Overall, greater institutional support for teaching is critical, says the report, written by Angelika Kerr, former research analyst at HEQCO and now senior policy advisor with the Ontario Ministry of Training, Colleges and Universities.

Pictured above is a screen capture of Anne Godlewska's Geography 101 lecture. She says technology can be used to make a large class feel like a smaller class.

“Without incentives for change, clear definitions of faculty roles and institutional support, the risks involved for faculty may outweigh the benefits,” says Ms Kerr.

Particularly for large classes, institutional support for teaching influences both the challenges and opportunities. In the HEQCO report, many of the institutions (and in several cases their faculty unions) are described as valuing research over innovation in teaching. A willingness to explore innovation in large classes is more likely to occur at institutions where there are teaching stream faculty, investments in institutional teaching and learning centers or teams, and where teaching excellence is included in the promotion and tenure process.
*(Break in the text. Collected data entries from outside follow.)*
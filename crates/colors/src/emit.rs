//! Renders flattened color records into the mixins and entrypoint documents.

use indexmap::IndexMap;

use crate::{config::GeneratorConfig, flatten::ColorRecord, format::format};

const FLAGS: &str = "!default !global";

/// The two generated stylesheets, already formatted.
#[derive(Debug, Clone, PartialEq, Eq)]
pub struct Documents {
    /// Defines the legacy and namespaced mixins.
    pub mixins: String,
    /// Imports the mixins and includes both, legacy first.
    pub entrypoint: String,
}

/// `$<namespace>--<swatch>-<grade>` declarations.
#[must_use]
pub fn namespaced_variables(records: &[ColorRecord], config: &GeneratorConfig) -> Vec<String> {
    declarations(records, &format!("{}--", config.namespace))
}

/// `$<legacy_prefix>__<swatch>-<grade>` declarations.
#[must_use]
pub fn legacy_variables(records: &[ColorRecord], config: &GeneratorConfig) -> Vec<String> {
    declarations(records, &format!("{}__", config.legacy_prefix))
}

/// Unprefixed `$<swatch>-<grade>` declarations.
#[must_use]
pub fn bare_variables(records: &[ColorRecord]) -> Vec<String> {
    declarations(records, "")
}

fn declarations(records: &[ColorRecord], prefix: &str) -> Vec<String> {
    records
        .iter()
        .map(|record| format!("${prefix}{}: {} {FLAGS};", record.token(), record.value))
        .collect()
}

/// Which swatch name keys the entries of a nested map.
#[derive(Debug, Clone, Copy, PartialEq, Eq)]
pub enum MapKeys {
    /// Kebab-cased identifier (`'cool-gray'`).
    Identifier,
    /// Key as written in the table (`'coolGray'`). Deprecated consumers look
    /// swatches up by these names.
    Table,
}

impl MapKeys {
    fn of(self, record: &ColorRecord) -> &str {
        match self {
            Self::Identifier => &record.swatch,
            Self::Table => &record.key,
        }
    }
}

/// Nested `$<name>: ('<swatch>': (<grade>: <value>, ...), ...)` literal.
///
/// Records are grouped back by swatch in first-seen order. With no records
/// the map is the empty list `()`.
#[must_use]
pub fn color_map(name: &str, records: &[ColorRecord], keys: MapKeys) -> Vec<String> {
    if records.is_empty() {
        return vec![format!("${name}: () {FLAGS};")];
    }

    let mut swatches: IndexMap<&str, Vec<&ColorRecord>> = IndexMap::new();
    for record in records {
        swatches.entry(keys.of(record)).or_default().push(record);
    }

    let mut lines = vec![format!("${name}: (")];
    for (swatch, grades) in swatches {
        lines.push(format!("'{swatch}': ("));
        lines.extend(
            grades
                .into_iter()
                .map(|record| format!("{}: {},", record.grade, record.value)),
        );
        lines.push("),".to_owned());
    }
    lines.push(format!(") {FLAGS};"));
    lines
}

/// Body lines for a mixin: declarations, then the map, optionally with a
/// blank line between them.
fn mixin(name: &str, variables: Vec<String>, map: Vec<String>, separated: bool) -> Vec<String> {
    let mut lines = vec![format!("@mixin {name} {{")];
    let separated = separated && !variables.is_empty();
    lines.extend(variables);
    if separated {
        lines.push(String::new());
    }
    lines.extend(map);
    lines.push("}".to_owned());
    lines
}

/// Builds both documents from `records`.
#[must_use]
pub fn emit(records: &[ColorRecord], config: &GeneratorConfig) -> Documents {
    let options = config.format_options();
    Documents {
        mixins: format(&mixins_source(records, config).join("\n"), &options),
        entrypoint: format(&entrypoint_source(config).join("\n"), &options),
    }
}

fn mixins_source(records: &[ColorRecord], config: &GeneratorConfig) -> Vec<String> {
    let mut namespaced = namespaced_variables(records, config);
    if config.bare_variables {
        namespaced.extend(bare_variables(records));
    }

    let mut lines = vec![
        config.header.clone(),
        String::new(),
        "// Deprecated ☠️".to_owned(),
    ];
    lines.extend(mixin(
        &config.legacy_mixin,
        legacy_variables(records, config),
        color_map(&config.legacy_map(), records, MapKeys::Table),
        true,
    ));
    lines.push(String::new());
    lines.extend(mixin(
        &config.namespaced_mixin(),
        namespaced,
        color_map(&config.namespaced_mixin(), records, MapKeys::Identifier),
        false,
    ));
    lines
}

fn entrypoint_source(config: &GeneratorConfig) -> Vec<String> {
    vec![
        config.header.clone(),
        String::new(),
        "@import './mixins';".to_owned(),
        String::new(),
        "// Deprecated ☠️".to_owned(),
        format!("@include {}();", config.legacy_mixin),
        "// Preferred".to_owned(),
        format!("@include {}();", config.namespaced_mixin()),
    ]
}

#[cfg(test)]
mod tests {
    use pretty_assertions::assert_eq;

    use super::*;
    use crate::{flatten::flatten, tokens::ColorTable};

    fn red() -> Vec<ColorRecord> {
        flatten(&ColorTable::new().with_swatch("Red", [("10", "#fff1f1"), ("100", "#750e13")]))
    }

    #[test]
    fn declaration_lines() {
        let config = GeneratorConfig::default();
        let records = red();
        assert_eq!(
            namespaced_variables(&records, &config)[0],
            "$carbon--red-10: #fff1f1 !default !global;"
        );
        assert_eq!(
            legacy_variables(&records, &config)[0],
            "$ibm-color__red-10: #fff1f1 !default !global;"
        );
        assert_eq!(bare_variables(&records)[1], "$red-100: #750e13 !default !global;");
    }

    #[test]
    fn map_groups_by_first_seen_swatch() {
        let records = flatten(
            &ColorTable::new()
                .with_swatch("coolGray", [("10", "#f2f4f8")])
                .with_swatch("red", [("10", "#fff1f1"), ("20", "#ffd7d9")]),
        );
        assert_eq!(
            color_map("carbon--colors", &records, MapKeys::Identifier),
            [
                "$carbon--colors: (",
                "'cool-gray': (",
                "10: #f2f4f8,",
                "),",
                "'red': (",
                "10: #fff1f1,",
                "20: #ffd7d9,",
                "),",
                ") !default !global;",
            ]
        );
    }

    #[test]
    fn legacy_map_keeps_table_keys() {
        let records = flatten(
            &ColorTable::new()
                .with_swatch("coolGray", [("10", "#f2f4f8")])
                .with_swatch("red", [("10", "#fff1f1")]),
        );
        let documents = emit(&records, &GeneratorConfig::default());

        let legacy = documents.mixins.find("$ibm-color-map: (").unwrap();
        let namespaced = documents.mixins.find("$carbon--colors: (").unwrap();
        assert!(documents.mixins[legacy..namespaced].contains("'coolGray': ("));
        assert!(documents.mixins[namespaced..].contains("'cool-gray': ("));
        assert!(!documents.mixins[namespaced..].contains("'coolGray'"));
        assert_eq!(
            color_map("ibm-color-map", &records, MapKeys::Table)[1],
            "'coolGray': ("
        );
    }

    #[test]
    fn mixins_document_layout() {
        let documents = emit(&red(), &GeneratorConfig::default());
        let expected = "\
// Code generated by @carbon/colors. DO NOT EDIT.

// Deprecated ☠️
@mixin ibm--colors {
  $ibm-color__red-10: #fff1f1 !default !global;
  $ibm-color__red-100: #750e13 !default !global;

  $ibm-color-map: (
    'Red': (
      10: #fff1f1,
      100: #750e13,
    ),
  ) !default !global;
}

@mixin carbon--colors {
  $carbon--red-10: #fff1f1 !default !global;
  $carbon--red-100: #750e13 !default !global;
  $red-10: #fff1f1 !default !global;
  $red-100: #750e13 !default !global;
  $carbon--colors: (
    'red': (
      10: #fff1f1,
      100: #750e13,
    ),
  ) !default !global;
}
";
        assert_eq!(documents.mixins, expected);
    }

    #[test]
    fn entrypoint_includes_legacy_first() {
        let documents = emit(&red(), &GeneratorConfig::default());
        let expected = "\
// Code generated by @carbon/colors. DO NOT EDIT.

@import './mixins';

// Deprecated ☠️
@include ibm--colors();
// Preferred
@include carbon--colors();
";
        assert_eq!(documents.entrypoint, expected);
    }

    #[test]
    fn bare_variables_can_be_disabled() {
        let config = GeneratorConfig {
            bare_variables: false,
            ..GeneratorConfig::default()
        };
        let documents = emit(&red(), &config);
        assert!(!documents.mixins.contains("  $red-10:"));
        assert!(documents.mixins.contains("$carbon--red-10: #fff1f1"));
    }

    #[test]
    fn empty_records_emit_empty_maps() {
        let documents = emit(&[], &GeneratorConfig::default());
        let expected = "\
// Code generated by @carbon/colors. DO NOT EDIT.

// Deprecated ☠️
@mixin ibm--colors {
  $ibm-color-map: () !default !global;
}

@mixin carbon--colors {
  $carbon--colors: () !default !global;
}
";
        assert_eq!(documents.mixins, expected);
        assert!(!documents.mixins.contains("__"));
    }

    #[test]
    fn emitting_twice_is_byte_identical() {
        let records = flatten(crate::palette::carbon_palette());
        let config = GeneratorConfig::default();
        assert_eq!(emit(&records, &config), emit(&records, &config));
    }

    #[test]
    fn custom_names_flow_through() {
        let config = GeneratorConfig {
            namespace: "cds".to_owned(),
            legacy_prefix: "old".to_owned(),
            legacy_mixin: "old--colors".to_owned(),
            ..GeneratorConfig::default()
        };
        let documents = emit(&red(), &config);
        assert!(documents.mixins.contains("@mixin cds--colors {"));
        assert!(documents.mixins.contains("$old-map: ("));
        assert!(documents.mixins.contains("$old__red-10: #fff1f1"));
        assert!(documents.entrypoint.contains("@include old--colors();"));
    }
}
//! Writes the generated documents to their fixed file names.

use std::{
    fs, io,
    path::{Path, PathBuf},
};

use crate::{emit::Documents, ColorsError};

/// File holding the mixin definitions.
pub const MIXINS_FILE: &str = "mixins.scss";
/// Entrypoint that imports and includes the mixins.
pub const COLORS_FILE: &str = "colors.scss";

/// Locations of both generated files inside an output directory.
#[derive(Debug, Clone, PartialEq, Eq)]
pub struct OutputPaths {
    dir: PathBuf,
}

impl OutputPaths {
    /// Paths rooted at `dir`.
    #[must_use]
    pub fn new(dir: impl Into<PathBuf>) -> Self {
        Self { dir: dir.into() }
    }

    /// The output directory.
    #[must_use]
    pub fn dir(&self) -> &Path {
        &self.dir
    }

    /// `<dir>/mixins.scss`.
    #[must_use]
    pub fn mixins(&self) -> PathBuf {
        self.dir.join(MIXINS_FILE)
    }

    /// `<dir>/colors.scss`.
    #[must_use]
    pub fn entrypoint(&self) -> PathBuf {
        self.dir.join(COLORS_FILE)
    }

    fn files<'a>(&self, documents: &'a Documents) -> [(PathBuf, &'a str); 2] {
        [
            (self.mixins(), documents.mixins.as_str()),
            (self.entrypoint(), documents.entrypoint.as_str()),
        ]
    }
}

/// Creates the directory if needed and overwrites both files.
pub fn write_documents(paths: &OutputPaths, documents: &Documents) -> Result<(), ColorsError> {
    fs::create_dir_all(paths.dir()).map_err(|source| ColorsError::CreateDir {
        path: paths.dir().to_path_buf(),
        source,
    })?;

    for (path, contents) in paths.files(documents) {
        fs::write(&path, contents).map_err(|source| ColorsError::Write {
            path: path.clone(),
            source,
        })?;
        log::debug!("wrote {} ({} bytes)", path.display(), contents.len());
    }
    Ok(())
}

/// Returns the files whose contents differ from `documents`. Missing files
/// count as stale.
pub fn check_documents(
    paths: &OutputPaths,
    documents: &Documents,
) -> Result<Vec<PathBuf>, ColorsError> {
    let mut stale = Vec::new();
    for (path, contents) in paths.files(documents) {
        match fs::read_to_string(&path) {
            Ok(existing) if existing == contents => {}
            Ok(_) => stale.push(path),
            Err(err) if err.kind() == io::ErrorKind::NotFound => stale.push(path),
            Err(source) => return Err(ColorsError::Read { path, source }),
        }
    }
    Ok(stale)
}
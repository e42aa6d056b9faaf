//! Ordered color-token table that feeds the stylesheet generator.

use std::{fs, path::Path};

use indexmap::IndexMap;
use serde::{Deserialize, Serialize};

use crate::ColorsError;

/// Grades of a single swatch, keyed by grade in insertion order.
pub type Grades = IndexMap<String, String>;

/// Two-level mapping of swatch → grade → color value.
///
/// Iteration follows insertion order for both levels, which is the order the
/// generated stylesheets list swatches and grades in. Inserting a grade that
/// already exists replaces its value and keeps its original position.
#[derive(Debug, Clone, Default, PartialEq, Eq, Serialize, Deserialize)]
#[serde(transparent)]
pub struct ColorTable {
    swatches: IndexMap<String, Grades>,
}

impl ColorTable {
    /// Creates an empty table.
    #[must_use]
    pub fn new() -> Self {
        Self::default()
    }

    /// Sets the value for `swatch`/`grade`, returning the value it replaced.
    pub fn insert(
        &mut self,
        swatch: impl Into<String>,
        grade: impl Into<String>,
        value: impl Into<String>,
    ) -> Option<String> {
        self.swatches
            .entry(swatch.into())
            .or_default()
            .insert(grade.into(), value.into())
    }

    /// Builder-style helper that appends a whole swatch.
    #[must_use]
    pub fn with_swatch<I, G, V>(mut self, swatch: impl Into<String>, grades: I) -> Self
    where
        I: IntoIterator<Item = (G, V)>,
        G: Into<String>,
        V: Into<String>,
    {
        let swatch = swatch.into();
        let entry = self.swatches.entry(swatch).or_default();
        for (grade, value) in grades {
            entry.insert(grade.into(), value.into());
        }
        self
    }

    /// Iterates over swatches and their grades in insertion order.
    pub fn swatches(&self) -> impl Iterator<Item = (&str, &Grades)> {
        self.swatches
            .iter()
            .map(|(swatch, grades)| (swatch.as_str(), grades))
    }

    /// Looks up a single color value.
    #[must_use]
    pub fn get(&self, swatch: &str, grade: &str) -> Option<&str> {
        self.swatches
            .get(swatch)
            .and_then(|grades| grades.get(grade))
            .map(String::as_str)
    }

    /// Number of swatches in the table.
    #[must_use]
    pub fn swatch_count(&self) -> usize {
        self.swatches.len()
    }

    /// Total number of (swatch, grade) pairs.
    #[must_use]
    pub fn grade_count(&self) -> usize {
        self.swatches.values().map(IndexMap::len).sum()
    }

    /// Returns `true` when the table holds no swatches.
    #[must_use]
    pub fn is_empty(&self) -> bool {
        self.swatches.is_empty()
    }

    /// Parses a JSON object of objects of strings, keeping document order.
    pub fn from_json_str(source: &str) -> Result<Self, ColorsError> {
        Ok(serde_json::from_str(source)?)
    }

    /// Reads a JSON token file from disk.
    pub fn load(path: &Path) -> Result<Self, ColorsError> {
        let source = fs::read_to_string(path).map_err(|source| ColorsError::Read {
            path: path.to_path_buf(),
            source,
        })?;
        Self::from_json_str(&source)
    }
}

impl<S, I, G, V> FromIterator<(S, I)> for ColorTable
where
    S: Into<String>,
    I: IntoIterator<Item = (G, V)>,
    G: Into<String>,
    V: Into<String>,
{
    fn from_iter<T: IntoIterator<Item = (S, I)>>(iter: T) -> Self {
        iter.into_iter()
            .fold(Self::new(), |table, (swatch, grades)| {
                table.with_swatch(swatch, grades)
            })
    }
}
While there are few studies assessing the impact of class size on learning in postsecondary education, teaching approaches and class size are “almost inextricably intertwined,” says the report. Among large-class strategies: a move away from the traditional lecture to blended learning that includes web-based modules, interactive demonstrations and other electronic tools, which require students to be familiar with the content before attending the lecture.

Many instructors note that large classes require more time initially for class preparation, and that they have to be much more organized and structured in teaching such classes. In almost all cases, instructors identify a need for additional funding and human resources.
 

Copyright © Queen's University
Kingston, Ontario, Canada. K7L 3N6. 613.533.2000
Last updated at 3:58 pm EDT, Fri August 1, 2014
iTunes is a trademark of Apple Inc., registered in the U.S. and other countries.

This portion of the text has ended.